** Work item **
Which lines below contain the word "AssertUnwindSafe"? Copy each one.

[Records Boundary: Start]

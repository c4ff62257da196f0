//! Worker pool for fire-and-forget work off the serial executor.

use super::error::ExecutorError;
use crossbeam_channel::{Receiver, Sender};
use std::panic::{self, AssertUnwindSafe};
use std::thread;
use tracing::{debug, error};

type Task = Box<dyn FnOnce() + Send>;

/// A fixed set of worker threads pulling tasks from a shared queue.
///
/// Tasks run concurrently with each other and in no particular order. A
/// panicking task is logged and does not take its worker down.
#[derive(Clone)]
pub struct BackgroundQueue {
    sender: Sender<Task>,
}

impl BackgroundQueue {
    /// Start `workers` threads (at least one) named `{name}-{n}`.
    pub fn spawn(name: &str, workers: usize) -> Result<Self, ExecutorError> {
        let (sender, receiver) = crossbeam_channel::unbounded::<Task>();

        for n in 0..workers.max(1) {
            let receiver = receiver.clone();
            thread::Builder::new()
                .name(format!("{name}-{n}"))
                .spawn(move || work_loop(receiver))?;
        }

        debug!(queue = name, workers = workers.max(1), "background queue started");
        Ok(Self { sender })
    }

    /// Hand `task` to the next free worker.
    pub fn dispatch<F>(&self, task: F) -> Result<(), ExecutorError>
    where
        F: FnOnce() + Send + 'static,
    {
        self.sender
            .send(Box::new(task))
            .map_err(|_| ExecutorError::Terminated)
    }
}

fn work_loop(receiver: Receiver<Task>) {
    // Ends once every queue handle is dropped and the backlog is drained.
    for task in receiver.iter() {
        if panic::catch_unwind(AssertUnwindSafe(task)).is_err() {
            error!("background task panicked");
        }
    }
}
//! Executor error types.

use thiserror::Error;

/// Errors that can occur when submitting work to an executor.
#[derive(Debug, Error)]
pub enum ExecutorError {
    /// The executor thread could not be started
    #[error("Failed to spawn executor thread: {0}")]
    Spawn(#[from] std::io::Error),

    /// The executor thread has stopped and accepts no more work
    #[error("Executor has terminated")]
    Terminated,

    /// The submitted work panicked before producing a result
    #[error("Work panicked on the executor thread")]
    Panicked,
}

[Records Boundary: End]

** Response **
use std::panic::{self, AssertUnwindSafe};
        if panic::catch_unwind(AssertUnwindSafe(task)).is_err() {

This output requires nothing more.